The Company shall not effect the exercise of this Warrant,
and the Holder shall not have the right to exercise this Warrant,
to the extent that after giving effect to such exercise, such
Person (together with such Person’s affiliates) would
beneficially own in excess of 4.99% (the “Maximum
Percentage”) of the shares of Common Stock outstanding
immediately after giving effect to such exercise. For
purposes of the foregoing sentence, the aggregate number of shares
of Common Stock beneficially owned by such Person and its
affiliates shall include the number of shares of Common Stock
issuable upon exercise of this Warrant with respect to which the
determination of such sentence is being made, but shall exclude
shares of Common Stock which would be issuable upon
(x) exercise of the remaining, unexercised portion of this
Warrant beneficially owned by such Person and its affiliates and
(y) exercise or conversion of the unexercised or unconverted
portion of any other securities of the Company beneficially owned
by such Person and its affiliates (including, without limitation,
any convertible notes or convertible preferred stock or warrants)

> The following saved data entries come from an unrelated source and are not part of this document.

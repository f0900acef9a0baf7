//! Description analysis: detect endpoints a task needs but the API lacks.
//!
//! A keyword heuristic, not language understanding. Tokens from the task
//! description are looked up in two static bilingual (Spanish/English)
//! dictionaries: action verbs map to candidate HTTP methods, entity nouns map
//! to candidate path fragments. Every action/entity pair is checked against
//! the module's endpoints; pairs with no match become structured gap reports
//! with a ready-to-file issue draft.
//!
//! False negatives and false positives are accepted trade-offs: a match here
//! is a recall aid, not a guarantee of API sufficiency.

use anyhow::{bail, Result};
use std::collections::HashSet;
use std::sync::atomic::{AtomicU64, Ordering};
use std::sync::Arc;
use std::time::Duration;

use crate::client::{HttpFetcher, ModuleClient, ModuleFetch};
use crate::config::{Config, RuntimeConfig};
use crate::models::{AnalysisResult, Endpoint, HttpMethod, MissingEndpointInfo};
use crate::modules::{module_by_id, MODULE_DEFINITIONS};

/// Descriptions shorter than this are not worth analyzing.
pub const MIN_DESCRIPTION_LEN: usize = 10;

/// Candidate HTTP methods for an action verb, or `None` if the token is not
/// a known action. Update-class verbs map to both PUT and PATCH.
fn action_methods(word: &str) -> Option<&'static [HttpMethod]> {
    use HttpMethod::*;
    const CREATE: &[HttpMethod] = &[Post];
    const READ: &[HttpMethod] = &[Get];
    const UPDATE: &[HttpMethod] = &[Put, Patch];
    const REMOVE: &[HttpMethod] = &[Delete];

    match word {
        "crear" | "agregar" | "añadir" | "nuevo" | "nueva" | "registrar" | "generar"
        | "create" | "add" | "new" | "register" | "generate" => Some(CREATE),
        "obtener" | "listar" | "ver" | "mostrar" | "buscar" | "consultar" | "get" | "list"
        | "view" | "show" | "search" | "fetch" | "find" => Some(READ),
        "actualizar" | "modificar" | "editar" | "cambiar" | "update" | "modify" | "edit"
        | "change" => Some(UPDATE),
        "eliminar" | "borrar" | "quitar" | "remover" | "delete" | "remove" => Some(REMOVE),
        _ => None,
    }
}

/// Candidate path fragments for an entity noun, or `None` if the token is not
/// a known entity. Singular and plural forms are mapped independently.
fn entity_paths(word: &str) -> Option<&'static [&'static str]> {
    match word {
        "usuario" | "user" => Some(&["users", "user"]),
        "usuarios" | "users" => Some(&["users"]),
        "lead" => Some(&["leads", "lead"]),
        "leads" => Some(&["leads"]),
        "cliente" => Some(&["clients", "customers", "client"]),
        "clientes" => Some(&["clients", "customers"]),
        "client" => Some(&["clients", "client"]),
        "clients" => Some(&["clients"]),
        "customer" => Some(&["customers", "customer"]),
        "customers" => Some(&["customers"]),
        "cola" | "queue" => Some(&["queues", "queue"]),
        "colas" | "queues" => Some(&["queues"]),
        "agente" | "agent" => Some(&["agents", "agent"]),
        "agentes" | "agents" => Some(&["agents"]),
        "auditoría" | "auditoria" => Some(&["audits", "auditor"]),
        "audit" => Some(&["audits", "audit"]),
        "audits" => Some(&["audits"]),
        "reporte" | "report" => Some(&["reports", "report"]),
        "reportes" | "reports" => Some(&["reports"]),
        "campaña" | "campana" => Some(&["campaigns", "campaign", "campana"]),
        "campaign" => Some(&["campaigns", "campaign"]),
        "campaigns" => Some(&["campaigns"]),
        "producto" | "product" => Some(&["products", "product"]),
        "productos" | "products" => Some(&["products"]),
        "asistente" | "assistant" => Some(&["assistants", "assistant"]),
        "asistentes" | "assistants" => Some(&["assistants"]),
        "transcripción" | "transcripcion" | "transcription" => {
            Some(&["transcriptions", "transcription"])
        }
        "transcriptions" => Some(&["transcriptions"]),
        "configuración" | "configuracion" => Some(&["settings", "config", "options"]),
        "settings" => Some(&["settings"]),
        "config" => Some(&["config"]),
        "options" => Some(&["options"]),
        _ => None,
    }
}

/// Lowercase a token and strip everything outside the Latin alphabet plus
/// accented vowels and ñ.
fn clean_token(word: &str) -> String {
    word.to_lowercase()
        .chars()
        .filter(|c| matches!(c, 'a'..='z' | 'á' | 'é' | 'í' | 'ó' | 'ú' | 'ñ'))
        .collect()
}

struct ActionHit {
    word: String,
    methods: &'static [HttpMethod],
}

struct EntityHit {
    word: String,
    paths: &'static [&'static str],
}

fn extract_actions(description: &str) -> Vec<ActionHit> {
    description
        .split_whitespace()
        .filter_map(|word| {
            let cleaned = clean_token(word);
            action_methods(&cleaned).map(|methods| ActionHit {
                word: cleaned,
                methods,
            })
        })
        .collect()
}

fn extract_entities(description: &str) -> Vec<EntityHit> {
    description
        .split_whitespace()
        .filter_map(|word| {
            let cleaned = clean_token(word);
            entity_paths(&cleaned).map(|paths| EntityHit {
                word: cleaned,
                paths,
            })
        })
        .collect()
}

/// Does the endpoint satisfy one of the candidate methods and contain one of
/// the candidate path fragments (case-insensitively)?
fn endpoint_matches(
    endpoint: &Endpoint,
    methods: &[HttpMethod],
    fragments: &[&str],
) -> bool {
    if !methods.contains(&endpoint.method) {
        return false;
    }
    let path = endpoint.path.to_lowercase();
    fragments.iter().any(|fragment| path.contains(fragment))
}

/// Render the issue draft for a gap.
fn issue_draft(action: &str, entity: &str, method: HttpMethod, suggested_path: &str) -> String {
    format!(
        "## Required Endpoint\n\
         \n\
         **Method:** {method}\n\
         **Suggested path:** {suggested_path}\n\
         \n\
         ## Description\n\
         \n\
         An endpoint is needed to {action} {entity}.\n\
         \n\
         ## Context\n\
         \n\
         The described feature requires an API endpoint that does not\n\
         currently exist. Detected automatically while analyzing a task\n\
         description against the module's available endpoints.\n\
         \n\
         ## Suggested Specification\n\
         \n\
         - Request body: to be defined\n\
         - Response: to be defined\n\
         - Authentication: bearer token (standard)\n\
         \n\
         ---\n\
         *Generated automatically by apimod*"
    )
}

/// Analyze a task description against a module's endpoints.
///
/// If no action or no entity is recognized, the result is vacuously complete:
/// the analyzer only commits to a judgement when it sees at least one of
/// each. Duplicate action/entity pairs are collapsed by their first
/// candidates before matching.
pub fn analyze(description: &str, available_endpoints: &[Endpoint]) -> AnalysisResult {
    let actions = extract_actions(description);
    let entities = extract_entities(description);

    if actions.is_empty() || entities.is_empty() {
        return AnalysisResult::vacuous();
    }

    let mut matched_endpoints: Vec<Endpoint> = Vec::new();
    let mut matched_identities: HashSet<(HttpMethod, String)> = HashSet::new();
    let mut missing_endpoints: Vec<MissingEndpointInfo> = Vec::new();
    let mut checked_pairs: HashSet<(HttpMethod, &str)> = HashSet::new();

    for action in &actions {
        for entity in &entities {
            if !checked_pairs.insert((action.methods[0], entity.paths[0])) {
                continue;
            }

            let found = available_endpoints
                .iter()
                .find(|e| endpoint_matches(e, action.methods, entity.paths));

            match found {
                Some(endpoint) => {
                    if matched_identities.insert((endpoint.method, endpoint.path.clone())) {
                        matched_endpoints.push(endpoint.clone());
                    }
                }
                None => {
                    let suggested_method = action.methods[0];
                    let suggested_path = format!("/{}", entity.paths[0]);
                    missing_endpoints.push(MissingEndpointInfo {
                        description: format!(
                            "Endpoint to {} {}",
                            action.word, entity.word
                        ),
                        suggested_method,
                        suggested_path: suggested_path.clone(),
                        reason: format!(
                            "No {} endpoint found for {}",
                            suggested_method, entity.word
                        ),
                        jira_description: issue_draft(
                            &action.word,
                            &entity.word,
                            suggested_method,
                            &suggested_path,
                        ),
                    });
                }
            }
        }
    }

    AnalysisResult {
        is_complete: missing_endpoints.is_empty(),
        matched_endpoints,
        missing_endpoints,
    }
}

/// Outcome of a debounced analysis request.
#[derive(Debug, Clone, PartialEq)]
pub enum AnalysisOutcome {
    Result(AnalysisResult),
    /// A newer description arrived during the delay; this request's result
    /// must not be applied.
    Superseded,
}

/// Debounces analysis of a changing description.
///
/// Each call takes a fresh version; after the delay elapses, the analysis
/// runs only if no newer call has been issued in the meantime. Descriptions
/// below [`MIN_DESCRIPTION_LEN`] short-circuit to the vacuous verdict without
/// consuming the delay, as does a disabled analyzer — but every call, short
/// or not, still supersedes any analysis pending in its delay.
pub struct DebouncedAnalyzer {
    delay: Duration,
    enabled: bool,
    version: AtomicU64,
}

impl DebouncedAnalyzer {
    pub fn new(delay: Duration, enabled: bool) -> Self {
        DebouncedAnalyzer {
            delay,
            enabled,
            version: AtomicU64::new(0),
        }
    }

    /// Build an analyzer from the runtime configuration.
    pub fn from_runtime(runtime: &RuntimeConfig) -> Self {
        DebouncedAnalyzer::new(
            Duration::from_millis(runtime.debounce_ms),
            runtime.analysis_enabled,
        )
    }

    pub async fn analyze_debounced(
        &self,
        description: &str,
        available_endpoints: &[Endpoint],
    ) -> AnalysisOutcome {
        // Every incoming description invalidates a pending delay, even when
        // this request itself short-circuits below.
        let version = self.version.fetch_add(1, Ordering::SeqCst) + 1;

        if !self.enabled {
            return AnalysisOutcome::Result(AnalysisResult::vacuous());
        }
        if description.trim().chars().count() < MIN_DESCRIPTION_LEN {
            return AnalysisOutcome::Result(AnalysisResult::vacuous());
        }

        tokio::time::sleep(self.delay).await;
        if self.version.load(Ordering::SeqCst) != version {
            return AnalysisOutcome::Superseded;
        }

        AnalysisOutcome::Result(analyze(description, available_endpoints))
    }
}

/// The `apimod analyze` command: fetch the module's document and report
/// matches and gaps for the given description.
///
/// A module fetch failure degrades to the vacuous verdict rather than
/// blocking the workflow; the error is reported on stderr.
pub async fn run_analyze(
    config: &Config,
    module_id: &str,
    description: &str,
    base_url: Option<String>,
) -> Result<()> {
    if module_by_id(module_id).is_none() {
        let known: Vec<&str> = MODULE_DEFINITIONS.iter().map(|m| m.id).collect();
        bail!(
            "Unknown module: {}. Known modules: {}",
            module_id,
            known.join(", ")
        );
    }

    if !config.runtime.analysis_enabled {
        println!("analysis is disabled (runtime.analysis_enabled = false)");
        return Ok(());
    }

    let base_url = base_url.unwrap_or_else(|| config.runtime.base_url.clone());
    let client = ModuleClient::new(
        Arc::new(HttpFetcher::new(&base_url)),
        Duration::from_millis(config.runtime.cache_stale_ms),
    );

    let document = match client.get(module_id, false).await {
        Ok(ModuleFetch::Document(document)) => document,
        Ok(ModuleFetch::Superseded) => return Ok(()),
        Err(err) => {
            eprintln!("{}", err);
            println!("analysis unavailable; treating description as complete");
            return Ok(());
        }
    };

    let analyzer = DebouncedAnalyzer::from_runtime(&config.runtime);
    let result = match analyzer
        .analyze_debounced(description, &document.endpoints)
        .await
    {
        AnalysisOutcome::Result(result) => result,
        AnalysisOutcome::Superseded => return Ok(()),
    };

    println!(
        "module {} ({} endpoints), complete: {}",
        module_id,
        document.endpoints.len(),
        result.is_complete
    );

    for endpoint in &result.matched_endpoints {
        println!(
            "  matched  {} {}  ({})",
            endpoint.method, endpoint.path, endpoint.operation_id
        );
    }

    for missing in &result.missing_endpoints {
        println!(
            "  missing  {} {}  - {}",
            missing.suggested_method, missing.suggested_path, missing.reason
        );
        println!();
        println!("{}", missing.jira_description);
        println!();
    }

    Ok(())
}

subject to a limitation on conversion or exercise analogous to the
limitation contained herein. Except as set forth in the
preceding sentence, for purposes of this paragraph, beneficial
ownership shall be calculated in accordance with Section 13(d)
of the Securities Exchange Act of 1934, as amended. For
purposes of this Warrant, in determining the number of outstanding
shares of Common Stock, the Holder may rely on the number of
outstanding shares of Common Stock as reflected in (1) the
Company’s most recent Form 10-K, Form 10-Q, Current
Report on Form 8-K or other public filing with the Securities
and Exchange Commission, as the case may be, (2) a more recent
public announcement by the Company or (3) any other notice by
the Company or the Transfer Agent setting forth the number of
shares of Common Stock outstanding. For any reason at any
time, upon the written or oral request of the Holder, the Company
shall within one Business Day confirm orally and in writing to the
Holder the number of shares of Common Stock then outstanding.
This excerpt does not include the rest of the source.